Date if visit to be announced.

Pope Francis will visit Canada to help heal divisions between the Catholic Church and the country's Indigenous communities, the Vatican announced Wednesday.

The date of the visit was not mentioned but the announcement follows an invitation issued earlier this year by the Canadian Conference of Catholic Bishops to advance "the long-standing pastoral process of reconciliation with Indigenous peoples."

The Vatican said Francis "has indicated his willingness to visit the country on a date to be settled in due course."

Francis indicated earlier this year he would meet Indigenous leaders at the Vatican Dec. 17-20 but it is unclear, in light of the pope announcing he will come to Canada, if those meetings will still take place.

The three Indigenous groups - the Metis, Inuit and First Nations - have repeatedly asked the pope to come face-to-face and apologize for the Catholic Church's role in running Canada's historic Indian Residential Schools. Prime Minister Justin Trudeau, a Catholic, also called for the pope to officially apologize.

About 150,000 Indigenous children were taken from their families and if they resisted, removed by force to attend the schools beginning in the mid-1820s. There were 139 schools spread across Canada, about 60% run by the Catholic Church.

It is estimated at least 4,000 died from rampant disease, often tuberculosis, and an untold number were subjected to mental, physical and sexual abuse. The dead were sometimes buried in graves at the schools without markers and Indigenous families were not notified of their children's deaths.

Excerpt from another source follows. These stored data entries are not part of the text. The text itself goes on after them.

use crate::consts::{MIN_PYRAMID_SIDE, PYRAMID_BLUR_SIGMA};
use crate::filters::gaussian_blur::gaussian_blur;
use crate::frame::{Plane, VectorField};

use super::warp::bilinear_sample;

/// Build a Gaussian pyramid with at most `levels` downsampled levels.
///
/// Index 0 is the original; the last entry is the coarsest. Downsampling
/// stops early once a level would drop below `MIN_PYRAMID_SIDE`.
pub fn build_pyramid(data: &Plane, levels: usize) -> Vec<Plane> {
    let mut pyramid = Vec::with_capacity(levels + 1);
    pyramid.push(data.clone());

    let mut current = data.clone();
    for _ in 0..levels {
        let (h, w) = current.dim();
        if h.min(w) / 2 < MIN_PYRAMID_SIDE {
            break;
        }
        let blurred = gaussian_blur(&current, PYRAMID_BLUR_SIGMA);
        current = downsample_2x(&blurred);
        pyramid.push(current.clone());
    }

    pyramid
}

/// Downsample by 2x by taking every other pixel.
pub fn downsample_2x(data: &Plane) -> Plane {
    let (h, w) = data.dim();
    let new_h = h.div_ceil(2);
    let new_w = w.div_ceil(2);
    Plane::from_shape_fn((new_h, new_w), |(r, c)| data[[r * 2, c * 2]])
}

/// Bring a coarse-level field up to `(h, w)`, doubling the displacements.
pub fn upsample_field(field: &VectorField, h: usize, w: usize) -> VectorField {
    let scale = |p: &Plane| {
        Plane::from_shape_fn((h, w), |(r, c)| {
            2.0 * bilinear_sample(p, r as f32 / 2.0, c as f32 / 2.0)
        })
    };
    VectorField::new(scale(field.u()), scale(field.v()))
        .unwrap_or_else(|_| VectorField::zeros(h, w))
}
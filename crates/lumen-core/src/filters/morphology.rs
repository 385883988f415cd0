use crate::frame::Plane;

/// Binarize: 1.0 where `value >= threshold`, 0.0 elsewhere.
pub fn binarize(data: &Plane, threshold: f32) -> Plane {
    data.mapv(|v| if v >= threshold { 1.0 } else { 0.0 })
}

/// Grey-level erosion with a 3x3 square kernel (minimum of the neighborhood).
///
/// Out-of-bounds neighbors are ignored, so a fully set mask stays fully set
/// at the image border.
pub fn erode(mask: &Plane) -> Plane {
    let (h, w) = mask.dim();
    Plane::from_shape_fn((h, w), |(row, col)| {
        let rows = row.saturating_sub(1)..=(row + 1).min(h - 1);
        rows.flat_map(|r| {
            (col.saturating_sub(1)..=(col + 1).min(w - 1)).map(move |c| mask[[r, c]])
        })
        .fold(f32::INFINITY, f32::min)
    })
}
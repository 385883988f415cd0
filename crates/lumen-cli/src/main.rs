mod commands;
mod summary;

use anyhow::Result;
use clap::{Parser, Subcommand};
use tracing_subscriber::EnvFilter;

#[derive(Parser)]
#[command(name = "lumen", about = "Multi-frame video denoiser")]
#[command(version)]
struct Cli {
    /// Log debug output (overridden by RUST_LOG)
    #[arg(short, long, global = true)]
    verbose: bool,

    #[command(subcommand)]
    command: Commands,
}

#[derive(Subcommand)]
enum Commands {
    /// Show track metadata
    Info(commands::info::InfoArgs),
    /// Denoise a frame sequence
    Denoise(commands::denoise::DenoiseArgs),
    /// Print the default config as TOML, or check a config file
    Config(commands::config::ConfigArgs),
}

fn main() -> Result<()> {
    let cli = Cli::parse();

    // RUST_LOG wins over --verbose.
    let default_level = if cli.verbose { "debug" } else { "warn" };
    let filter =
        EnvFilter::try_from_default_env().unwrap_or_else(|_| EnvFilter::new(default_level));
    tracing_subscriber::fmt()
        .with_env_filter(filter)
        .with_target(false)
        .init();

    match &cli.command {
        Commands::Info(args) => commands::info::run(args),
        Commands::Denoise(args) => commands::denoise::run(args),
        Commands::Config(args) => commands::config::run(args),
    }
}
use std::path::{Path, PathBuf};

use image::{ImageBuffer as RawImage, Luma, Rgb, RgbImage};
use tracing::warn;

use crate::frame::{Plane, VectorField};

/// Receives intermediate results of the trust decision for diagnostics.
///
/// All methods default to no-ops; with no observer installed the decision
/// has no side effects.
pub trait DecisionObserver: Send + Sync {
    /// The conditioned forward field used to warp neighbor `frame + offset`.
    fn on_vector_field(&self, _frame: i64, _offset: i64, _field: &VectorField) {}

    /// The smoothed, penalized error plane compared against the threshold.
    fn on_error_map(&self, _frame: i64, _offset: i64, _channel: usize, _error: &Plane) {}
}

pub struct NoOpObserver;
impl DecisionObserver for NoOpObserver {}

/// Writes colorized vector fields (and optionally error maps) as PNG files.
///
/// Write failures are logged and otherwise ignored so diagnostics never
/// abort a frame.
pub struct VectorDumpObserver {
    dir: PathBuf,
    error_maps: bool,
}

impl VectorDumpObserver {
    pub fn new(dir: impl Into<PathBuf>, error_maps: bool) -> Self {
        Self {
            dir: dir.into(),
            error_maps,
        }
    }

    pub fn dir(&self) -> &Path {
        &self.dir
    }
}

impl DecisionObserver for VectorDumpObserver {
    fn on_vector_field(&self, frame: i64, offset: i64, field: &VectorField) {
        let path = self.dir.join(format!("vectors.{frame:05}.{offset:+03}.png"));
        if let Err(e) = colorize_field(field).save(&path) {
            warn!(path = %path.display(), error = %e, "Failed to write vector dump");
        }
    }

    fn on_error_map(&self, frame: i64, offset: i64, channel: usize, error: &Plane) {
        if !self.error_maps {
            return;
        }
        let path = self
            .dir
            .join(format!("error.{frame:05}.{offset:+03}.c{channel}.png"));
        let (h, w) = error.dim();
        let max = error.iter().copied().fold(0.0f32, f32::max).max(f32::EPSILON);
        let img = RawImage::<Luma<u8>, Vec<u8>>::from_fn(w as u32, h as u32, |x, y| {
            Luma([(error[[y as usize, x as usize]] / max * 255.0).clamp(0.0, 255.0) as u8])
        });
        if let Err(e) = img.save(&path) {
            warn!(path = %path.display(), error = %e, "Failed to write error map");
        }
    }
}

/// Direction as hue, magnitude (relative to the field maximum) as saturation.
pub fn colorize_field(field: &VectorField) -> RgbImage {
    let (h, w) = field.dim();
    let magnitude = field.magnitude();
    let max = magnitude.iter().copied().fold(0.0f32, f32::max).max(f32::EPSILON);
    let (u, v) = (field.u(), field.v());

    RgbImage::from_fn(w as u32, h as u32, |x, y| {
        let (r, c) = (y as usize, x as usize);
        let hue = (v[[r, c]].atan2(u[[r, c]]).to_degrees() + 360.0) % 360.0;
        let saturation = magnitude[[r, c]] / max;
        Rgb(hsv_to_rgb(hue, saturation, 1.0))
    })
}

fn hsv_to_rgb(hue: f32, saturation: f32, value: f32) -> [u8; 3] {
    let c = value * saturation;
    let sector = hue / 60.0;
    let x = c * (1.0 - (sector % 2.0 - 1.0).abs());
    let (r, g, b) = match sector as u32 {
        0 => (c, x, 0.0),
        1 => (x, c, 0.0),
        2 => (0.0, c, x),
        3 => (0.0, x, c),
        4 => (x, 0.0, c),
        _ => (c, 0.0, x),
    };
    let m = value - c;
    [r, g, b].map(|ch| ((ch + m) * 255.0).round().clamp(0.0, 255.0) as u8)
}
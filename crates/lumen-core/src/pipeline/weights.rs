use tracing::debug;

use crate::consts::{EPSILON, MIN_LUMA_WEIGHT};
use crate::error::{LumenError, Result};
use crate::frame::{luminance, Plane};
use crate::io::open_track;
use crate::track::Track;

use super::config::{SpatialConfig, WeightingKind};

/// Per-pixel confidence fed to the spatial regularizer. Never used by the
/// temporal stage.
pub enum Weighting {
    None,
    /// Brighter pixels are trusted more: `clamp(luma, MIN_LUMA_WEIGHT, 1)`.
    Luma,
    /// Per-pixel variance from a companion track:
    /// `1 / (1 + variance / mean variance)`.
    Variance(Box<dyn Track>),
}

impl std::fmt::Debug for Weighting {
    fn fmt(&self, f: &mut std::fmt::Formatter<'_>) -> std::fmt::Result {
        match self {
            Self::None => write!(f, "None"),
            Self::Luma => write!(f, "Luma"),
            Self::Variance(track) => write!(f, "Variance({})", track.name()),
        }
    }
}

impl Weighting {
    /// Open the variance source when the configuration asks for one.
    pub fn from_config(cfg: &SpatialConfig) -> Result<Self> {
        match cfg.weighting {
            WeightingKind::None => Ok(Self::None),
            WeightingKind::Luma => Ok(Self::Luma),
            WeightingKind::Variance => {
                let path = cfg.variance_source.as_ref().ok_or_else(|| {
                    LumenError::Config("variance weighting requires a variance source".into())
                })?;
                let track = open_track(path)?;
                debug!(source = track.name(), "Opened variance source");
                Ok(Self::Variance(track))
            }
        }
    }

    /// One weight plane per color plane, or `None` when unweighted.
    pub fn planes(&self, color: &[Plane], frame: i64) -> Result<Option<Vec<Plane>>> {
        let Some(first) = color.first() else {
            return Ok(None);
        };
        match self {
            Self::None => Ok(None),
            Self::Luma => {
                let weight = luminance(color).mapv(|l| l.clamp(MIN_LUMA_WEIGHT, 1.0));
                Ok(Some(vec![weight; color.len()]))
            }
            Self::Variance(track) => {
                if !track.contains(frame) {
                    return Err(LumenError::FrameOutOfRange {
                        frame,
                        begin: track.begin(),
                        end: track.end(),
                    });
                }
                let variance = track
                    .fetch(track.sample(frame), track.channels())
                    .map_err(|cause| LumenError::FrameFetch {
                        frame,
                        source_name: track.name().to_string(),
                        cause: Box::new(cause),
                    })?;
                if variance.is_empty() {
                    return Err(LumenError::EmptySequence);
                }
                if variance.dim() != first.dim() {
                    return Err(LumenError::ShapeMismatch {
                        expected_w: first.ncols(),
                        expected_h: first.nrows(),
                        got_w: variance.width(),
                        got_h: variance.height(),
                    });
                }
                let weights = if variance.plane_count() == color.len() {
                    variance.planes().iter().map(variance_weight).collect()
                } else {
                    vec![variance_weight(variance.plane(0)); color.len()]
                };
                Ok(Some(weights))
            }
        }
    }
}

fn variance_weight(variance: &Plane) -> Plane {
    let clamped = variance.mapv(|v| v.max(0.0));
    let mean = clamped.mean().unwrap_or(0.0).max(EPSILON);
    clamped.mapv(|v| 1.0 / (1.0 + v / mean))
}
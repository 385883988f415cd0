use crate::error::Result;
use crate::filters::fill_rows;
use crate::frame::{ImageBuffer, Plane, VectorField};

/// Bilinear sample at fractional `(y, x)`, clamping coordinates to the plane.
pub fn bilinear_sample(data: &Plane, y: f32, x: f32) -> f32 {
    let (h, w) = data.dim();
    if h == 0 || w == 0 {
        return 0.0;
    }
    let x = x.clamp(0.0, (w - 1) as f32);
    let y = y.clamp(0.0, (h - 1) as f32);

    let x0 = x.floor() as usize;
    let y0 = y.floor() as usize;
    let x1 = (x0 + 1).min(w - 1);
    let y1 = (y0 + 1).min(h - 1);

    let fx = x - x0 as f32;
    let fy = y - y0 as f32;

    data[[y0, x0]] * (1.0 - fx) * (1.0 - fy)
        + data[[y0, x1]] * fx * (1.0 - fy)
        + data[[y1, x0]] * (1.0 - fx) * fy
        + data[[y1, x1]] * fx * fy
}

/// Warp `plane` into the field's reference coordinates:
/// `out(x, y) = plane(x + u(x, y), y + v(x, y))`.
pub fn warp_plane(plane: &Plane, field: &VectorField) -> Result<Plane> {
    field.ensure_usable(plane.dim())?;
    Ok(warp_unchecked(plane, field))
}

/// Warp every plane of a buffer with the same field.
pub fn warp_buffer(buffer: &ImageBuffer, field: &VectorField) -> Result<ImageBuffer> {
    field.ensure_usable(buffer.dim())?;
    ImageBuffer::new(
        buffer
            .planes()
            .iter()
            .map(|p| warp_unchecked(p, field))
            .collect(),
    )
}

pub(crate) fn warp_unchecked(plane: &Plane, field: &VectorField) -> Plane {
    let (h, w) = plane.dim();
    let (u, v) = (field.u(), field.v());
    let mut result = Plane::zeros((h, w));
    fill_rows(&mut result, |row, mut out| {
        for col in 0..w {
            out[col] = bilinear_sample(
                plane,
                row as f32 + v[[row, col]],
                col as f32 + u[[row, col]],
            );
        }
    });
    result
}
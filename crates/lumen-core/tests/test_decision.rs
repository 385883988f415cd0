mod common;

use std::sync::atomic::{AtomicUsize, Ordering};

use lumen_core::error::LumenError;
use lumen_core::frame::{Plane, VectorField};
use lumen_core::integrate::{
    decide, CenterView, DecisionObserver, NeighborView, NoOpObserver, TrustParams,
};
use lumen_core::motion::ConditionedField;

use common::textured_plane;

const H: usize = 12;
const W: usize = 12;

fn trust(threshold: f32) -> TrustParams {
    TrustParams {
        mse_radius: 2,
        mse_threshold: threshold,
    }
}

fn identity_field() -> ConditionedField {
    ConditionedField {
        field: VectorField::zeros(H, W),
        rejection: None,
    }
}

fn rgb(offset: f32) -> Vec<Plane> {
    (0..3)
        .map(|i| textured_plane(H, W, i as f32) + offset)
        .collect()
}

fn filtered_marker() -> Vec<Plane> {
    (0..3).map(|_| Plane::from_elem((H, W), -1.0)).collect()
}

#[derive(Default)]
struct CountingObserver {
    fields: AtomicUsize,
    errors: AtomicUsize,
}

impl DecisionObserver for CountingObserver {
    fn on_vector_field(&self, _frame: i64, _offset: i64, _field: &VectorField) {
        self.fields.fetch_add(1, Ordering::SeqCst);
    }

    fn on_error_map(&self, _frame: i64, _offset: i64, _channel: usize, _error: &Plane) {
        self.errors.fetch_add(1, Ordering::SeqCst);
    }
}

// ---------------------------------------------------------------------------
// Acceptance
// ---------------------------------------------------------------------------

#[test]
fn test_identical_neighbor_is_accepted_everywhere() {
    let color = rgb(0.0);
    let filtered = filtered_marker();
    let center = CenterView {
        color: &color,
        filtered: &filtered,
        error_basis: &color,
        mask: None,
        frame: 5,
    };
    let neighbor_color = rgb(0.0);
    let neighbor = NeighborView {
        color: &neighbor_color,
        mask: None,
        offset: 1,
    };

    let decision = decide(
        &center,
        &neighbor,
        &identity_field(),
        &trust(0.002),
        false,
        &NoOpObserver,
    )
    .unwrap();

    assert_eq!(decision.selected.plane_count(), 3);
    for (selected, original) in decision.selected.planes().iter().zip(&neighbor_color) {
        assert_eq!(selected, original);
    }
    assert!(decision.accepted.iter().all(|&a| a == 3.0));
    assert_eq!(decision.accepted_samples(), H * W * 3);
}

#[test]
fn test_zero_threshold_falls_back_to_filtered_center() {
    let color = rgb(0.0);
    let filtered = filtered_marker();
    let center = CenterView {
        color: &color,
        filtered: &filtered,
        error_basis: &color,
        mask: None,
        frame: 0,
    };
    let neighbor = NeighborView {
        color: &color,
        mask: None,
        offset: -1,
    };

    // Acceptance is strict: an error of exactly zero does not pass a zero threshold.
    let decision = decide(
        &center,
        &neighbor,
        &identity_field(),
        &trust(0.0),
        false,
        &NoOpObserver,
    )
    .unwrap();

    assert!(decision.selected.planes().iter().all(|p| p.iter().all(|&v| v == -1.0)));
    assert_eq!(decision.accepted_samples(), 0);
}

#[test]
fn test_acceptance_grows_with_threshold() {
    let color = rgb(0.0);
    let filtered = filtered_marker();
    let center = CenterView {
        color: &color,
        filtered: &filtered,
        error_basis: &color,
        mask: None,
        frame: 0,
    };
    // Constant offset of 0.1 gives a windowed MSE of 0.01.
    let neighbor_color = rgb(0.1);
    let neighbor = NeighborView {
        color: &neighbor_color,
        mask: None,
        offset: 2,
    };

    let mut previous = 0;
    for threshold in [0.001, 0.005, 0.0101, 0.02, 1.0] {
        let decision = decide(
            &center,
            &neighbor,
            &identity_field(),
            &trust(threshold),
            false,
            &NoOpObserver,
        )
        .unwrap();
        let accepted = decision.accepted_samples();
        assert!(accepted >= previous, "threshold {threshold}: {accepted} < {previous}");
        previous = accepted;
    }
    assert_eq!(previous, H * W * 3);

    let strict = decide(
        &center,
        &neighbor,
        &identity_field(),
        &trust(0.005),
        false,
        &NoOpObserver,
    )
    .unwrap();
    assert_eq!(strict.accepted_samples(), 0);
}

#[test]
fn test_rejection_penalty_forces_fallback() {
    let color = rgb(0.0);
    let filtered = filtered_marker();
    let center = CenterView {
        color: &color,
        filtered: &filtered,
        error_basis: &color,
        mask: None,
        frame: 0,
    };
    let neighbor = NeighborView {
        color: &color,
        mask: None,
        offset: 1,
    };
    let conditioned = ConditionedField {
        field: VectorField::zeros(H, W),
        rejection: Some(Plane::from_elem((H, W), 1.0)),
    };

    let decision = decide(&center, &neighbor, &conditioned, &trust(0.5), false, &NoOpObserver)
        .unwrap();
    assert_eq!(decision.accepted_samples(), 0);
}

#[test]
fn test_occluded_neighbor_is_rejected() {
    let color = rgb(0.0);
    let filtered = filtered_marker();
    let visible = Plane::from_elem((H, W), 1.0);
    let hidden = Plane::zeros((H, W));
    let center = CenterView {
        color: &color,
        filtered: &filtered,
        error_basis: &color,
        mask: Some(&visible),
        frame: 0,
    };

    let occluded = NeighborView {
        color: &color,
        mask: Some(&hidden),
        offset: 1,
    };
    let decision =
        decide(&center, &occluded, &identity_field(), &trust(0.5), false, &NoOpObserver)
            .unwrap();
    assert_eq!(decision.accepted_samples(), 0);

    let clear = NeighborView {
        color: &color,
        mask: Some(&visible),
        offset: 1,
    };
    let decision =
        decide(&center, &clear, &identity_field(), &trust(0.5), false, &NoOpObserver).unwrap();
    assert_eq!(decision.accepted_samples(), H * W * 3);
}

#[test]
fn test_log_domain_identical_neighbor_is_accepted() {
    let color = rgb(0.0);
    let log_basis: Vec<Plane> = color.iter().map(lumen_core::frame::to_log_domain).collect();
    let filtered = filtered_marker();
    let center = CenterView {
        color: &color,
        filtered: &filtered,
        error_basis: &log_basis,
        mask: None,
        frame: 0,
    };
    let neighbor = NeighborView {
        color: &color,
        mask: None,
        offset: 1,
    };
    let decision =
        decide(&center, &neighbor, &identity_field(), &trust(1e-6), true, &NoOpObserver).unwrap();
    assert_eq!(decision.accepted_samples(), H * W * 3);
    // Selected samples stay linear.
    assert_eq!(decision.selected.plane(0), &color[0]);
}

// ---------------------------------------------------------------------------
// Observer and validation
// ---------------------------------------------------------------------------

#[test]
fn test_observer_sees_field_and_every_channel() {
    let color = rgb(0.0);
    let filtered = filtered_marker();
    let center = CenterView {
        color: &color,
        filtered: &filtered,
        error_basis: &color,
        mask: None,
        frame: 3,
    };
    let neighbor = NeighborView {
        color: &color,
        mask: None,
        offset: -2,
    };
    let observer = CountingObserver::default();
    decide(&center, &neighbor, &identity_field(), &trust(0.002), false, &observer).unwrap();
    assert_eq!(observer.fields.load(Ordering::SeqCst), 1);
    assert_eq!(observer.errors.load(Ordering::SeqCst), 3);
}

#[test]
fn test_channel_count_mismatch() {
    let color = rgb(0.0);
    let filtered = filtered_marker();
    let center = CenterView {
        color: &color,
        filtered: &filtered,
        error_basis: &color,
        mask: None,
        frame: 0,
    };
    let neighbor = NeighborView {
        color: &color[..1],
        mask: None,
        offset: 1,
    };
    let result = decide(
        &center,
        &neighbor,
        &identity_field(),
        &trust(0.002),
        false,
        &NoOpObserver,
    );
    assert!(matches!(result, Err(LumenError::Config(_))));
}

#[test]
fn test_invalid_field_is_an_error() {
    let color = rgb(0.0);
    let filtered = filtered_marker();
    let center = CenterView {
        color: &color,
        filtered: &filtered,
        error_basis: &color,
        mask: None,
        frame: 0,
    };
    let neighbor = NeighborView {
        color: &color,
        mask: None,
        offset: 1,
    };
    let conditioned = ConditionedField {
        field: VectorField::invalid(),
        rejection: None,
    };
    let result = decide(&center, &neighbor, &conditioned, &trust(0.002), false, &NoOpObserver);
    assert!(matches!(result, Err(LumenError::InvalidVectorField)));
}
//! Guided image filter (He, Sun & Tang).
//!
//! The output is locally a linear transform of the guide, `q = a * I + b`,
//! fitted per window in the least-squares sense. Edges of the guide survive
//! while flat regions of the source are averaged.

use crate::frame::Plane;

use super::box_filter::{box_mean, weighted_box_mean};

/// Filter `src` guided by `guide`.
///
/// `epsilon` regularizes the per-window slope: larger values smooth more.
/// An optional `weight` plane turns the per-window fit into a weighted fit,
/// so low-weight samples contribute less to the local statistics.
pub fn guided_filter(
    guide: &Plane,
    src: &Plane,
    radius: usize,
    epsilon: f32,
    weight: Option<&Plane>,
) -> Plane {
    let mean = |data: &Plane| match weight {
        Some(w) => weighted_box_mean(data, w, radius),
        None => box_mean(data, radius),
    };

    let mean_i = mean(guide);
    let mean_p = mean(src);
    let corr_ip = mean(&(guide * src));
    let corr_ii = mean(&(guide * guide));

    let a = ndarray::Zip::from(&corr_ip)
        .and(&mean_i)
        .and(&mean_p)
        .and(&corr_ii)
        .map_collect(|&cip, &mi, &mp, &cii| {
            let cov_ip = cip - mi * mp;
            let var_i = (cii - mi * mi).max(0.0);
            cov_ip / (var_i + epsilon)
        });
    let b = &mean_p - &(&a * &mean_i);

    let mean_a = box_mean(&a, radius);
    let mean_b = box_mean(&b, radius);
    &(&mean_a * guide) + &mean_b
}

This past summer, more than 1,000 unmarked graves were uncovered at three schools using ground-penetrating radar technology and the search for more graves continues.

The Indigenous communities have spoken among themselves of the graves and with survivors of residential schools -- the last one closed in 1994 -- but a search of possible sites did not happen until this year.

The Anglican, United and Presbyterian churches have officially apologized for running a number of the schools, as has the Canadian arm of the Catholic Church, but Indigenous leaders want the pope to issue the apology in person.

The government started the schools in a bid to stamp out Indigenous culture in the children and convert them to Christianity.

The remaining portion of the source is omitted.